Problem details
Every line below needs to be returned exactly as written.

Collected data entries:
-- Opening Marker --
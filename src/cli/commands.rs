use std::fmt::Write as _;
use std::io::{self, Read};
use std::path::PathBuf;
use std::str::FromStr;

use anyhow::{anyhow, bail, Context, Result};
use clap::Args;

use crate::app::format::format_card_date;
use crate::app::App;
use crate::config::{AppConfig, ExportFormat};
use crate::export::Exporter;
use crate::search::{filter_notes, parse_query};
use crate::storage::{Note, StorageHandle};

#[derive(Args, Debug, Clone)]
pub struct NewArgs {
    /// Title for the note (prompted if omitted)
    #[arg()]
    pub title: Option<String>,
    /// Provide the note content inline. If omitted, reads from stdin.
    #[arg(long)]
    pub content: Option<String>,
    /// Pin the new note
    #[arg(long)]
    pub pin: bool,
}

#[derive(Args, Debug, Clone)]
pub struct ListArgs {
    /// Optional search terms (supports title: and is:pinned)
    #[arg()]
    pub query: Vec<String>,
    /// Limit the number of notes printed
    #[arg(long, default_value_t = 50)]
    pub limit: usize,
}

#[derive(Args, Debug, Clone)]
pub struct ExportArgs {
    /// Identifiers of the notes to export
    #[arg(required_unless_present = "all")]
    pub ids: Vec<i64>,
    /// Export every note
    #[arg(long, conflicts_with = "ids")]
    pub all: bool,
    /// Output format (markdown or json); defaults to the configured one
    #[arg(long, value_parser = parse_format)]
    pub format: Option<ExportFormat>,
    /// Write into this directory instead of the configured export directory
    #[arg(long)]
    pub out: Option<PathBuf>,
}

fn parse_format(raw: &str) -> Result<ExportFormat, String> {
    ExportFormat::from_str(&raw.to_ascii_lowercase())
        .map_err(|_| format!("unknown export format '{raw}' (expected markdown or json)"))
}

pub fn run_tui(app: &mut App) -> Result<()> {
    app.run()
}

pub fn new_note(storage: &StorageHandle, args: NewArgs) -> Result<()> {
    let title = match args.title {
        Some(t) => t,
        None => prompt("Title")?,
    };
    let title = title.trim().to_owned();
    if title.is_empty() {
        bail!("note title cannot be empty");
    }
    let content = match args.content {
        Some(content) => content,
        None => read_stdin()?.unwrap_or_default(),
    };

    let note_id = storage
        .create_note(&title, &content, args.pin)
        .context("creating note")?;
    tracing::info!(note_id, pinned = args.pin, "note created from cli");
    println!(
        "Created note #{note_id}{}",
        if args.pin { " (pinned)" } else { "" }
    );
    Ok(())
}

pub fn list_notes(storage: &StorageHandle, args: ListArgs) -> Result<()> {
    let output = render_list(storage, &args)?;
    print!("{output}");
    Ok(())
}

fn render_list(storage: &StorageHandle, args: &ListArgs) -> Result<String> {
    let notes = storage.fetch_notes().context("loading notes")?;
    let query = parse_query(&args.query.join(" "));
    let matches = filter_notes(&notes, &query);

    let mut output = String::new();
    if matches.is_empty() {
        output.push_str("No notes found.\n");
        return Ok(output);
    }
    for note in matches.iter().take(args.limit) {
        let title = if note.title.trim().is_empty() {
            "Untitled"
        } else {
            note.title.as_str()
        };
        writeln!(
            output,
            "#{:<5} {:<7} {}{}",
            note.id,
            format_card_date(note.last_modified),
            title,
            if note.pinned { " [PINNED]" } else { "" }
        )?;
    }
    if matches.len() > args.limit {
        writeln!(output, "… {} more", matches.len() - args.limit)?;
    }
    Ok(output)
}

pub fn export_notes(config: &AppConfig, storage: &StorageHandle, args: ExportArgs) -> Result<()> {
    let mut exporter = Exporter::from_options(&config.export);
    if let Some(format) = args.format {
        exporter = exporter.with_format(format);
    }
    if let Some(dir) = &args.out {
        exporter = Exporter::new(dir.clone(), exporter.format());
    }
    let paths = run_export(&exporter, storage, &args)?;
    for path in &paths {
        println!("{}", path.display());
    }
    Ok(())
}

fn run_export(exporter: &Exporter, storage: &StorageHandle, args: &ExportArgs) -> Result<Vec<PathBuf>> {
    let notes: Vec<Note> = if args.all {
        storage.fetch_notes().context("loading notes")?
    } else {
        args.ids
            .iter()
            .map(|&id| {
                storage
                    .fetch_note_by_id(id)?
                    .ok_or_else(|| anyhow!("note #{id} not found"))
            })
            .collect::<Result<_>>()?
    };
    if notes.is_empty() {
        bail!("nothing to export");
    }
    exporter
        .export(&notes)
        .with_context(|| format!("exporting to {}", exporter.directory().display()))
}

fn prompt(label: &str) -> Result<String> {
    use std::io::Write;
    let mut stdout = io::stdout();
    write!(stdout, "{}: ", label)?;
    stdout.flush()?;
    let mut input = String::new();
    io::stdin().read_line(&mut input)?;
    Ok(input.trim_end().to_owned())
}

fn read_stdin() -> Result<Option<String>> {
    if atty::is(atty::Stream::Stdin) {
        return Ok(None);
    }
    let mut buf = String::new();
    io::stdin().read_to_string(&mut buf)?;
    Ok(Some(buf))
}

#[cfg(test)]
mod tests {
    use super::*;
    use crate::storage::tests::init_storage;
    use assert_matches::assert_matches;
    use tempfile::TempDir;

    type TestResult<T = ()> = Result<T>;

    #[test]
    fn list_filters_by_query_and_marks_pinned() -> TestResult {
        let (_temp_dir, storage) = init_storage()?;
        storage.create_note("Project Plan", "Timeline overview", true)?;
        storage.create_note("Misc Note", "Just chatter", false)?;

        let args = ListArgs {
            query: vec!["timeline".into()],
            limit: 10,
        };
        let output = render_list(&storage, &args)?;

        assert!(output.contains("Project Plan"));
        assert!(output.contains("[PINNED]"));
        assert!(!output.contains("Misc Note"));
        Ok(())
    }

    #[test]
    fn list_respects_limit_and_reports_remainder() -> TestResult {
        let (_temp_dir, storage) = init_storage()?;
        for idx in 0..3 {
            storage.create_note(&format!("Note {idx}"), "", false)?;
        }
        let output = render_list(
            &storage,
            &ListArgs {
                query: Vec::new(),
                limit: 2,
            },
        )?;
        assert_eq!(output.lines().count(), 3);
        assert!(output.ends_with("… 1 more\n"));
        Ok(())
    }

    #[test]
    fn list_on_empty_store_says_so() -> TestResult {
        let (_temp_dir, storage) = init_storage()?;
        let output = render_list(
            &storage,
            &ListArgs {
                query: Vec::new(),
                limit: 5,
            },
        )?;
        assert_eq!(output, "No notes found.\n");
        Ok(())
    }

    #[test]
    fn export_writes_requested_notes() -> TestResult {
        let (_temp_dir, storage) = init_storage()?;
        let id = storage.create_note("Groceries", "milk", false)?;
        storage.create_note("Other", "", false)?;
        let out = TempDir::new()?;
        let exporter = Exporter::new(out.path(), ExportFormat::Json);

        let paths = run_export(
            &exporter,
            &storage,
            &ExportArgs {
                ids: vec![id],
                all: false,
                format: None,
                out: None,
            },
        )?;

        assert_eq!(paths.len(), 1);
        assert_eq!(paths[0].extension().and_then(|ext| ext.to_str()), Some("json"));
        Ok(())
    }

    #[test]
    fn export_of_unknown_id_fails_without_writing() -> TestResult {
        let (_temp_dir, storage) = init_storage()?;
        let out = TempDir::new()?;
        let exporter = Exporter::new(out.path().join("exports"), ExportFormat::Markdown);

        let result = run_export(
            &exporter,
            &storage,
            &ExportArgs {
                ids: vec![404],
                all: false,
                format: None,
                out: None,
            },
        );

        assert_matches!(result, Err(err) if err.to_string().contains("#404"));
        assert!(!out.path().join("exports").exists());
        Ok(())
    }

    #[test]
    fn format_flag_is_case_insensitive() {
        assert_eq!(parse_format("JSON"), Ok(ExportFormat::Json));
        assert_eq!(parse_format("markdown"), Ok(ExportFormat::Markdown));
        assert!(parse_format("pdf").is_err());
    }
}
-- Closing Marker --
Written response
filename src/cli/commands.rs
use std::fmt::Write as _;
use std::io::{self, Read};
use std::path::PathBuf;
use std::str::FromStr;

use anyhow::{anyhow, bail, Context, Result};
use clap::Args;

use crate::app::format::format_card_date;
use crate::app::App;
use crate::config::{AppConfig, ExportFormat};
use crate::export::Exporter;
use crate::search::{filter_notes, parse_query};
use crate::storage::{Note, StorageHandle};

#[derive(Args, Debug, Clone)]
pub struct NewArgs {
    /// Title for the note (prompted if omitted)
    #[arg()]
    pub title: Option<String>,
    /// Provide the note content inline. If omitted, reads from stdin.
    #[arg(long)]
    pub content: Option<String>,
    /// Pin the new note
    #[arg(long)]
    pub pin: bool,
}

#[derive(Args, Debug, Clone)]
pub struct ListArgs {
    /// Optional search terms (supports title: and is:pinned)
    #[arg()]
    pub query: Vec<String>,
    /// Limit the number of notes printed
    #[arg(long, default_value_t = 50)]
    pub limit: usize,
}

#[derive(Args, Debug, Clone)]
pub struct ExportArgs {
    /// Identifiers of the notes to export
    #[arg(required_unless_present = "all")]
    pub ids: Vec<i64>,
    /// Export every note
    #[arg(long, conflicts_with = "ids")]
    pub all: bool,
    /// Output format (markdown or json); defaults to the configured one
    #[arg(long, value_parser = parse_format)]
    pub format: Option<ExportFormat>,
    /// Write into this directory instead of the configured export directory
    #[arg(long)]
    pub out: Option<PathBuf>,
}

fn parse_format(raw: &str) -> Result<ExportFormat, String> {
    ExportFormat::from_str(&raw.to_ascii_lowercase())
        .map_err(|_| format!("unknown export format '{raw}' (expected markdown or json)"))
}

pub fn run_tui(app: &mut App) -> Result<()> {
    app.run()
}

pub fn new_note(storage: &StorageHandle, args: NewArgs) -> Result<()> {
    let title = match args.title {
        Some(t) => t,
        None => prompt("Title")?,
    };
    let title = title.trim().to_owned();
    if title.is_empty() {
        bail!("note title cannot be empty");
    }
    let content = match args.content {
        Some(content) => content,
        None => read_stdin()?.unwrap_or_default(),
    };

    let note_id = storage
        .create_note(&title, &content, args.pin)
        .context("creating note")?;
    tracing::info!(note_id, pinned = args.pin, "note created from cli");
    println!(
        "Created note #{note_id}{}",
        if args.pin { " (pinned)" } else { "" }
    );
    Ok(())
}

pub fn list_notes(storage: &StorageHandle, args: ListArgs) -> Result<()> {
    let output = render_list(storage, &args)?;
    print!("{output}");
    Ok(())
}

fn render_list(storage: &StorageHandle, args: &ListArgs) -> Result<String> {
    let notes = storage.fetch_notes().context("loading notes")?;
    let query = parse_query(&args.query.join(" "));
    let matches = filter_notes(&notes, &query);

    let mut output = String::new();
    if matches.is_empty() {
        output.push_str("No notes found.\n");
        return Ok(output);
    }
    for note in matches.iter().take(args.limit) {
        let title = if note.title.trim().is_empty() {
            "Untitled"
        } else {
            note.title.as_str()
        };
        writeln!(
            output,
            "#{:<5} {:<7} {}{}",
            note.id,
            format_card_date(note.last_modified),
            title,
            if note.pinned { " [PINNED]" } else { "" }
        )?;
    }
    if matches.len() > args.limit {
        writeln!(output, "… {} more", matches.len() - args.limit)?;
    }
    Ok(output)
}

pub fn export_notes(config: &AppConfig, storage: &StorageHandle, args: ExportArgs) -> Result<()> {
    let mut exporter = Exporter::from_options(&config.export);
    if let Some(format) = args.format {
        exporter = exporter.with_format(format);
    }
    if let Some(dir) = &args.out {
        exporter = Exporter::new(dir.clone(), exporter.format());
    }
    let paths = run_export(&exporter, storage, &args)?;
    for path in &paths {
        println!("{}", path.display());
    }
    Ok(())
}

fn run_export(exporter: &Exporter, storage: &StorageHandle, args: &ExportArgs) -> Result<Vec<PathBuf>> {
    let notes: Vec<Note> = if args.all {
        storage.fetch_notes().context("loading notes")?
    } else {
        args.ids
            .iter()
            .map(|&id| {
                storage
                    .fetch_note_by_id(id)?
                    .ok_or_else(|| anyhow!("note #{id} not found"))
            })
            .collect::<Result<_>>()?
    };
    if notes.is_empty() {
        bail!("nothing to export");
    }
    exporter
        .export(&notes)
        .with_context(|| format!("exporting to {}", exporter.directory().display()))
}

fn prompt(label: &str) -> Result<String> {
    use std::io::Write;
    let mut stdout = io::stdout();
    write!(stdout, "{}: ", label)?;
    stdout.flush()?;
    let mut input = String::new();
    io::stdin().read_line(&mut input)?;
    Ok(input.trim_end().to_owned())
}

fn read_stdin() -> Result<Option<String>> {
    if atty::is(atty::Stream::Stdin) {
        return Ok(None);
    }
    let mut buf = String::new();
    io::stdin().read_to_string(&mut buf)?;
    Ok(Some(buf))
}

#[cfg(test)]
mod tests {
    use super::*;
    use crate::storage::tests::init_storage;
    use assert_matches::assert_matches;
    use tempfile::TempDir;

    type TestResult<T = ()> = Result<T>;

    #[test]
    fn list_filters_by_query_and_marks_pinned() -> TestResult {
        let (_temp_dir, storage) = init_storage()?;
        storage.create_note("Project Plan", "Timeline overview", true)?;
        storage.create_note("Misc Note", "Just chatter", false)?;

        let args = ListArgs {
            query: vec!["timeline".into()],
            limit: 10,
        };
        let output = render_list(&storage, &args)?;

        assert!(output.contains("Project Plan"));
        assert!(output.contains("[PINNED]"));
        assert!(!output.contains("Misc Note"));
        Ok(())
    }

    #[test]
    fn list_respects_limit_and_reports_remainder() -> TestResult {
        let (_temp_dir, storage) = init_storage()?;
        for idx in 0..3 {
            storage.create_note(&format!("Note {idx}"), "", false)?;
        }
        let output = render_list(
            &storage,
            &ListArgs {
                query: Vec::new(),
                limit: 2,
            },
        )?;
        assert_eq!(output.lines().count(), 3);
        assert!(output.ends_with("… 1 more\n"));
        Ok(())
    }

    #[test]
    fn list_on_empty_store_says_so() -> TestResult {
        let (_temp_dir, storage) = init_storage()?;
        let output = render_list(
            &storage,
            &ListArgs {
                query: Vec::new(),
                limit: 5,
            },
        )?;
        assert_eq!(output, "No notes found.\n");
        Ok(())
    }

    #[test]
    fn export_writes_requested_notes() -> TestResult {
        let (_temp_dir, storage) = init_storage()?;
        let id = storage.create_note("Groceries", "milk", false)?;
        storage.create_note("Other", "", false)?;
        let out = TempDir::new()?;
        let exporter = Exporter::new(out.path(), ExportFormat::Json);

        let paths = run_export(
            &exporter,
            &storage,
            &ExportArgs {
                ids: vec![id],
                all: false,
                format: None,
                out: None,
            },
        )?;

        assert_eq!(paths.len(), 1);
        assert_eq!(paths[0].extension().and_then(|ext| ext.to_str()), Some("json"));
        Ok(())
    }

    #[test]
    fn export_of_unknown_id_fails_without_writing() -> TestResult {
        let (_temp_dir, storage) = init_storage()?;
        let out = TempDir::new()?;
        let exporter = Exporter::new(out.path().join("exports"), ExportFormat::Markdown);

        let result = run_export(
            &exporter,
            &storage,
            &ExportArgs {
                ids: vec![404],
                all: false,
                format: None,
                out: None,
            },
        );

        assert_matches!(result, Err(err) if err.to_string().contains("#404"));
        assert!(!out.path().join("exports").exists());
        Ok(())
    }

    #[test]
    fn format_flag_is_case_insensitive() {
        assert_eq!(parse_format("JSON"), Ok(ExportFormat::Json));
        assert_eq!(parse_format("markdown"), Ok(ExportFormat::Markdown));
        assert!(parse_format("pdf").is_err());
    }
}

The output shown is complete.